2. 重要な優遇措置:就職困難者としての基本手当
障害者手帳を持っている方や、長期間にわたり求職活動が困難と認められる障害年金受給者は、ハローワークで**「就職困難者」**として認定されることが多く、以下の大きな優遇措置が適用されます。
① 所定給付日数の長期化
一般の離職者と比較して、基本手当の給付日数が大幅に延長されます。

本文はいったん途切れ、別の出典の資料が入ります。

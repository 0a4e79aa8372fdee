//! Main run loop for the dashboard application
//!
//! Handles terminal initialization, event loop, and cleanup.

use crate::{
    app::App,
    event::{self, DashboardAction, InputEvent},
    source::StatsSource,
    terminal, ui, Result,
};
use advisor_core::{AdvisorConfig, FetchParams};
use std::sync::Arc;
use std::time::Duration;
use tracing::info;

/// Main entry point for running the dashboard
pub async fn run(source: Arc<dyn StatsSource>, config: AdvisorConfig, params: FetchParams) -> Result<()> {
    let tick = Duration::from_millis(config.dashboard.tick_ms.max(1));

    terminal::install_panic_hook();
    let mut terminal = terminal::init()?;
    let guard = terminal::TerminalGuard::new();

    let mut app = App::new(source, config, params);
    app.start();

    loop {
        app.tick();
        terminal.draw(|frame| ui::draw(frame, &app))?;

        // Poll blocks for at most one tick; timers keep running on the runtime
        if let InputEvent::Action(action) = event::next_input(tick)? {
            match action {
                DashboardAction::Quit => app.should_quit = true,
                DashboardAction::Refresh => app.refresh(),
                DashboardAction::NextRegion => app.next_region(),
                DashboardAction::NextIndustry => app.next_industry(),
                DashboardAction::Export => {
                    app.export_report().await;
                }
                DashboardAction::NextTab => app.next_tab(),
                DashboardAction::PrevTab => app.prev_tab(),
            }
        }

        if app.should_quit {
            break;
        }
    }

    info!("Dashboard closed after {} load(s)", app.exporter.load_count());
    app.controller.shutdown();
    guard.restore()?;

    Ok(())
}
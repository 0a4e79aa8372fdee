//! Main UI layout and rendering
//!
//! Defines the overall dashboard layout and delegates to individual widgets.

use crate::{
    app::{App, TabSelection},
    sections::GateOutput,
    widgets::{MetricsPanelWidget, QuotaBannerWidget, SectionPanelWidget},
};
use ratatui::{
    layout::{Constraint, Direction, Layout, Rect},
    prelude::*,
    style::{Color, Modifier, Style},
    text::{Line, Span},
    widgets::{Block, Borders, Paragraph, Tabs},
    Frame,
};

/// Draw the entire dashboard UI
pub fn draw(frame: &mut Frame, app: &App) {
    let view = app.controller.view();
    let banner_height = if view.quota_message.is_some() { 4 } else { 0 };

    let chunks = Layout::default()
        .direction(Direction::Vertical)
        .constraints([
            Constraint::Length(3),             // Header (selection + keybindings)
            Constraint::Length(banner_height), // Quota banner
            Constraint::Min(0),                // Content area
            Constraint::Length(1),             // Footer
        ])
        .split(frame.area());

    render_header(frame, chunks[0], app);

    if let Some(message) = &view.quota_message {
        frame.render_widget(
            WidgetAdapter::new(|area, buf| QuotaBannerWidget::render(message, area, buf)),
            chunks[1],
        );
    }

    match app.selected_tab {
        TabSelection::Overview => {
            let content = Layout::default()
                .direction(Direction::Vertical)
                .constraints([Constraint::Length(4), Constraint::Min(0)])
                .split(chunks[2]);

            frame.render_widget(
                WidgetAdapter::new(|area, buf| MetricsPanelWidget::render(&view, area, buf)),
                content[0],
            );
            render_sections(frame, content[1], app);
        }
        TabSelection::Details => render_details(frame, chunks[2], app),
    }

    render_footer(frame, chunks[3], app);
}

/// Render the header with the current selection and keybindings
fn render_header(frame: &mut Frame, area: Rect, app: &App) {
    let header_chunks = Layout::default()
        .direction(Direction::Horizontal)
        .constraints([Constraint::Percentage(55), Constraint::Percentage(45)])
        .split(area);

    let title = Paragraph::new(vec![Line::from(vec![
        Span::styled(
            "MARKET ADVISOR",
            Style::default().fg(Color::Cyan).add_modifier(Modifier::BOLD),
        ),
        Span::raw("  "),
        Span::styled(app.params.to_string(), Style::default().fg(Color::Gray)),
    ])])
    .block(Block::default().borders(Borders::ALL));
    frame.render_widget(title, header_chunks[0]);

    let key = |k: &'static str| Span::styled(k, Style::default().fg(Color::Yellow));
    let keybindings = Paragraph::new(vec![Line::from(vec![
        key("[q]"),
        Span::raw("uit "),
        key("[r]"),
        Span::raw("etry "),
        key("[i]"),
        Span::raw("ndustry re"),
        key("[g]"),
        Span::raw("ion "),
        key("[e]"),
        Span::raw("xport "),
        key("[Tab]"),
    ])])
    .block(Block::default().borders(Borders::ALL))
    .alignment(Alignment::Right);
    frame.render_widget(keybindings, header_chunks[1]);
}

/// Render the section gate output, panels side by side in a grid
fn render_sections(frame: &mut Frame, area: Rect, app: &App) {
    let snapshot = app.controller.snapshot();
    let panels = match app.controller.sections() {
        GateOutput::Panels(panels) => panels,
        GateOutput::Empty(message) => {
            frame.render_widget(
                WidgetAdapter::new(|area, buf| SectionPanelWidget::render_empty(message, area, buf)),
                area,
            );
            return;
        }
    };

    let rows = Layout::default()
        .direction(Direction::Vertical)
        .constraints([Constraint::Ratio(1, 2); 2])
        .split(area);

    for (row_index, row_panels) in panels.chunks(2).enumerate() {
        let cells = Layout::default()
            .direction(Direction::Horizontal)
            .constraints(vec![Constraint::Ratio(1, row_panels.len() as u32); row_panels.len()])
            .split(rows[row_index]);

        for (cell, &(kind, view)) in cells.iter().zip(row_panels) {
            frame.render_widget(
                WidgetAdapter::new(|area, buf| {
                    SectionPanelWidget::render(kind, view, snapshot.as_deref(), area, buf)
                }),
                *cell,
            );
        }
    }
}

/// Render the details tab: every visible section stacked full width
fn render_details(frame: &mut Frame, area: Rect, app: &App) {
    let chunks = Layout::default()
        .direction(Direction::Vertical)
        .constraints([
            Constraint::Length(3), // Tab header
            Constraint::Min(0),    // Sections
        ])
        .split(area);

    let tabs = Tabs::new(vec!["Overview", "Details"])
        .block(Block::default().borders(Borders::ALL).title("View"))
        .select(1)
        .style(Style::default().fg(Color::White))
        .highlight_style(Style::default().fg(Color::Yellow).add_modifier(Modifier::BOLD));
    frame.render_widget(tabs, chunks[0]);

    let snapshot = app.controller.snapshot();
    let panels = match app.controller.sections() {
        GateOutput::Panels(panels) => panels,
        GateOutput::Empty(message) => {
            frame.render_widget(
                WidgetAdapter::new(|area, buf| SectionPanelWidget::render_empty(message, area, buf)),
                chunks[1],
            );
            return;
        }
    };

    let stacked = Layout::default()
        .direction(Direction::Vertical)
        .constraints(vec![Constraint::Ratio(1, panels.len() as u32); panels.len()])
        .split(chunks[1]);

    for (cell, &(kind, view)) in stacked.iter().zip(&panels) {
        frame.render_widget(
            WidgetAdapter::new(|area, buf| {
                SectionPanelWidget::render(kind, view, snapshot.as_deref(), area, buf)
            }),
            *cell,
        );
    }
}

/// Render the footer: fetch status and the latest notice
fn render_footer(frame: &mut Frame, area: Rect, app: &App) {
    let status = app.controller.fetch_state().status;
    let mut spans = vec![Span::styled(
        format!(" {} ", status.label()),
        Style::default().fg(crate::widgets::status_color_from_name(status.color_name())),
    )];
    if let Some(notice) = &app.notice {
        spans.push(Span::raw(" "));
        spans.push(Span::styled(notice.clone(), Style::default().fg(Color::Gray)));
    }
    frame.render_widget(Paragraph::new(Line::from(spans)), area);
}

/// Widget adapter to bridge static render methods to ratatui's Widget trait
struct WidgetAdapter<F>
where
    F: FnOnce(Rect, &mut Buffer),
{
    render_fn: F,
}

impl<F> WidgetAdapter<F>
where
    F: FnOnce(Rect, &mut Buffer),
{
    fn new(render_fn: F) -> Self {
        Self { render_fn }
    }
}

impl<F> Widget for WidgetAdapter<F>
where
    F: FnOnce(Rect, &mut Buffer),
{
    fn render(self, area: Rect, buf: &mut Buffer) {
        (self.render_fn)(area, buf);
    }
}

これにより、より時間をかけて、ご自身の体調や障害に合った仕事を探すことができます。
| 雇用保険の被保険者期間 | 一般の離職者(最長) | 就職困難者 |
| 1年未満 | 90日 | 150日 |
| 1年以上 | 90日〜150日 | 300日 |
② 給付制限期間がない場合がある
自己都合退職の場合、通常は2〜3か月の給付制限(待機期間とは別の、基本手当が支給されない期間)がありますが、正当な理由として障害や体調不良が認められた特定理由離職者の場合や、就職困難者に該当する場合は、この給付制限が適用されないことがあります。
3. 併給調整なし! 障害年金受給中に病気が悪化した場合の安全網
もし基本手当を受給している期間中に、病状が悪化し、一時的に就職活動ができなくなった場合は、さらに別の支援制度に切り替えることができます。
- 基本手当は「働く能力がある」ことが前提のため、受給は停止されます。
- 代わりに、雇用保険制度には**「傷病手当」という給付があり、求職の申し込み後に病気で一時的に働けなくなった期間の生活を保障**してくれます。
この雇用保険の傷病手当は、障害年金と併給調整(給付額の減額や支給停止)を受けることなく、全額受給が可能です。
これは、障害年金受給者が求職活動を始めた後も、万が一の体調悪化に備えたセーフティネットが用意されていることを意味します。
まとめ:専門家への相談が鍵
障害年金受給者が基本手当を受給するためには、「働けない」という障害年金のロジックと、「働く意思と能力」という雇用保険のロジックを両立させる専門的な申し立てが必要です。
手続きを進める際は、ご自身の病状、働く意思、活動状況について、主治医やハローワーク、年金専門家と連携を取り、正確に伝えることが非常に重要です。